In 1910, Goggins worked on a board of appraisers to appraise Eau Claire Water Works in Eau Claire, Wisconsin. During World War I, Goggins prosecuted alleged violators of the Espionage Act of 1917. On March 1, 1918, he was appointed by Thomas Watt Gregory as the special assistant to the U.S. attorney general for the western district of Wisconsin to prosecute violators of the Act. Under federal judges A. L. Sanborn of Madison and Evan E. Evans of Chicago, he prosecuted espionage cases, including Judge John M. Becker of Monroe and Louis B. Nagler, former Wisconsin assistant secretary of state. He held this role until November 1, 1919. He also tried the United States's case against Ada Griffith for the White Slave Traffic Act, which reached the U.S. Supreme Court. He defended the constitutionality of the Husting Power Water Act, dealing with the title of water powers in the state, in the state supreme court.

He also served as a member of the Wood County Board and Centralia School Board. He was a Democratic candidate for Wisconsin State Senate and was offered an appointment by Governor James O. Davidson to the Railroad Commission of Wisconsin, but declined.

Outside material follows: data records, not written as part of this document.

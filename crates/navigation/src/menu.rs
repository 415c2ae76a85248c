//! Menu tree model.
//!
//! A forest of tagged nodes. Categories group, groups group and may navigate,
//! pages navigate to a route key, external nodes link out. Trees are owned
//! values, so they are acyclic by construction; [`MenuTree::new`] checks the
//! remaining structural invariants.

use std::collections::HashSet;

use serde::{Deserialize, Serialize};

use navgate_auth::{ActionRequirement, Grade, PermissionCatalog, PermissionKey};
use navgate_core::{ConfigError, ConfigResult, MenuNodeId, RouteKey};

use crate::registry::RouteRegistry;

#[derive(Debug, Clone, PartialEq, Eq, Serialize, Deserialize)]
pub struct MenuNode {
    pub id: MenuNodeId,
    pub label: String,
    #[serde(default, skip_serializing_if = "Option::is_none")]
    pub icon: Option<String>,
    #[serde(default, skip_serializing_if = "is_false")]
    pub hidden: bool,
    #[serde(flatten)]
    pub requirement: ActionRequirement,
    #[serde(flatten)]
    pub kind: MenuNodeKind,
}

fn is_false(value: &bool) -> bool {
    !*value
}

#[derive(Debug, Clone, PartialEq, Eq, Serialize, Deserialize)]
#[serde(tag = "type", rename_all = "camelCase", rename_all_fields = "camelCase")]
pub enum MenuNodeKind {
    /// Label-only grouping; never a leaf, never navigable.
    Category { children: Vec<MenuNode> },
    /// Togglable section; navigable when it carries a route key.
    Group {
        #[serde(default, skip_serializing_if = "Option::is_none")]
        route_key: Option<RouteKey>,
        #[serde(default)]
        children: Vec<MenuNode>,
    },
    /// Leaf pointing at a registered route.
    Page { route_key: RouteKey },
    /// Leaf pointing at an absolute URL.
    External { url: String },
}

impl MenuNode {
    fn with_kind(id: MenuNodeId, label: impl Into<String>, kind: MenuNodeKind) -> Self {
        Self {
            id,
            label: label.into(),
            icon: None,
            hidden: false,
            requirement: ActionRequirement::default(),
            kind,
        }
    }

    pub fn category(id: MenuNodeId, label: impl Into<String>, children: Vec<MenuNode>) -> Self {
        Self::with_kind(id, label, MenuNodeKind::Category { children })
    }

    pub fn group(
        id: MenuNodeId,
        label: impl Into<String>,
        route_key: Option<RouteKey>,
        children: Vec<MenuNode>,
    ) -> Self {
        Self::with_kind(id, label, MenuNodeKind::Group { route_key, children })
    }

    pub fn page(id: MenuNodeId, label: impl Into<String>, route_key: RouteKey) -> Self {
        Self::with_kind(id, label, MenuNodeKind::Page { route_key })
    }

    pub fn external(id: MenuNodeId, label: impl Into<String>, url: impl Into<String>) -> Self {
        Self::with_kind(id, label, MenuNodeKind::External { url: url.into() })
    }

    pub fn with_icon(mut self, icon: impl Into<String>) -> Self {
        self.icon = Some(icon.into());
        self
    }

    pub fn with_permission(mut self, key: PermissionKey) -> Self {
        self.requirement.permissions.push(key);
        self
    }

    pub fn with_min_grade(mut self, grade: Grade) -> Self {
        self.requirement.min_grade = Some(grade);
        self
    }

    pub fn hidden(mut self) -> Self {
        self.hidden = true;
        self
    }

    pub fn children(&self) -> &[MenuNode] {
        match &self.kind {
            MenuNodeKind::Category { children } | MenuNodeKind::Group { children, .. } => {
                children.as_slice()
            }
            MenuNodeKind::Page { .. } | MenuNodeKind::External { .. } => &[],
        }
    }

    pub fn route_key(&self) -> Option<&RouteKey> {
        match &self.kind {
            MenuNodeKind::Group { route_key, .. } => route_key.as_ref(),
            MenuNodeKind::Page { route_key } => Some(route_key),
            MenuNodeKind::Category { .. } | MenuNodeKind::External { .. } => None,
        }
    }

    pub fn is_leaf(&self) -> bool {
        matches!(self.kind, MenuNodeKind::Page { .. } | MenuNodeKind::External { .. })
    }

    /// Whether the node is actionable on its own, regardless of children.
    pub fn is_navigable(&self) -> bool {
        match &self.kind {
            MenuNodeKind::Category { .. } => false,
            MenuNodeKind::Group { route_key, .. } => route_key.is_some(),
            MenuNodeKind::Page { .. } | MenuNodeKind::External { .. } => true,
        }
    }
}

/// Validated menu forest; sibling order is display order.
#[derive(Debug, Clone, Default, PartialEq, Eq, Serialize)]
#[serde(transparent)]
pub struct MenuTree {
    roots: Vec<MenuNode>,
}

impl MenuTree {
    /// Check structural invariants: unique ids, non-empty categories,
    /// absolute external URLs.
    pub fn new(roots: Vec<MenuNode>) -> ConfigResult<Self> {
        let mut ids = HashSet::new();
        for node in &roots {
            check_structure(node, &mut ids)?;
        }
        Ok(Self { roots })
    }

    /// Built from nodes already known to satisfy the invariants.
    pub(crate) fn from_trusted(roots: Vec<MenuNode>) -> Self {
        Self { roots }
    }

    /// Check that every route key is registered and, when a catalog is
    /// configured, that every required permission is cataloged.
    pub fn check_references(
        &self,
        registry: &RouteRegistry,
        catalog: Option<&PermissionCatalog>,
    ) -> ConfigResult<()> {
        for node in self.iter() {
            if let Some(key) = node.route_key() {
                if !registry.contains_key(key) {
                    return Err(ConfigError::unknown_route_key(
                        format!("menu node '{}'", node.id),
                        key.as_str(),
                    ));
                }
            }
            if let Some(catalog) = catalog {
                for permission in &node.requirement.permissions {
                    catalog.check(&format!("menu node '{}'", node.id), permission)?;
                }
            }
        }
        Ok(())
    }

    pub fn roots(&self) -> &[MenuNode] {
        &self.roots
    }

    pub fn is_empty(&self) -> bool {
        self.roots.is_empty()
    }

    /// Total number of nodes.
    pub fn len(&self) -> usize {
        self.iter().count()
    }

    /// Pre-order traversal.
    pub fn iter(&self) -> MenuIter<'_> {
        MenuIter {
            stack: self.roots.iter().rev().collect(),
        }
    }

    pub fn find(&self, id: &MenuNodeId) -> Option<&MenuNode> {
        self.iter().find(|node| &node.id == id)
    }

    /// Route keys referenced by the tree, in pre-order.
    pub fn route_keys(&self) -> Vec<&RouteKey> {
        self.iter().filter_map(MenuNode::route_key).collect()
    }

    pub fn into_roots(self) -> Vec<MenuNode> {
        self.roots
    }
}

pub struct MenuIter<'a> {
    stack: Vec<&'a MenuNode>,
}

impl<'a> Iterator for MenuIter<'a> {
    type Item = &'a MenuNode;

    fn next(&mut self) -> Option<Self::Item> {
        let node = self.stack.pop()?;
        self.stack.extend(node.children().iter().rev());
        Some(node)
    }
}

fn check_structure(node: &MenuNode, ids: &mut HashSet<MenuNodeId>) -> ConfigResult<()> {
    if !ids.insert(node.id.clone()) {
        return Err(ConfigError::DuplicateMenuNodeId(node.id.to_string()));
    }

    match &node.kind {
        MenuNodeKind::Category { children } if children.is_empty() => {
            return Err(ConfigError::EmptyCategory(node.id.to_string()));
        }
        MenuNodeKind::External { url } if !is_absolute_url(url) => {
            return Err(ConfigError::InvalidExternalUrl {
                id: node.id.to_string(),
                url: url.clone(),
            });
        }
        _ => {}
    }

    for child in node.children() {
        check_structure(child, ids)?;
    }
    Ok(())
}

fn is_absolute_url(url: &str) -> bool {
    let Some((scheme, rest)) = url.split_once("://") else {
        return false;
    };
    !rest.is_empty()
        && scheme
            .chars()
            .next()
            .is_some_and(|c| c.is_ascii_alphabetic())
        && scheme
            .chars()
            .all(|c| c.is_ascii_alphanumeric() || matches!(c, '+' | '-' | '.'))
}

He served as president of the Wisconsin State Bar Association from June 1916 to June 1917.

==Personal life==
Goggins married Elizabeth A. Hooten of Clemonsville, Winnebago County, Wisconsin, on August 11, 1886. Together, they had six children, including Hugh W. Goggins, William A. Goggins and Robert S. Goggins. Goggins's son, Hugh W. Goggins, also worked in his father's law firm and served as district attorney of Wood County.

==Death==
Goggins died on September 2, 1937, at his home in Wisconsin Rapids. He was cremated and buried at Forest Hill Cemetery.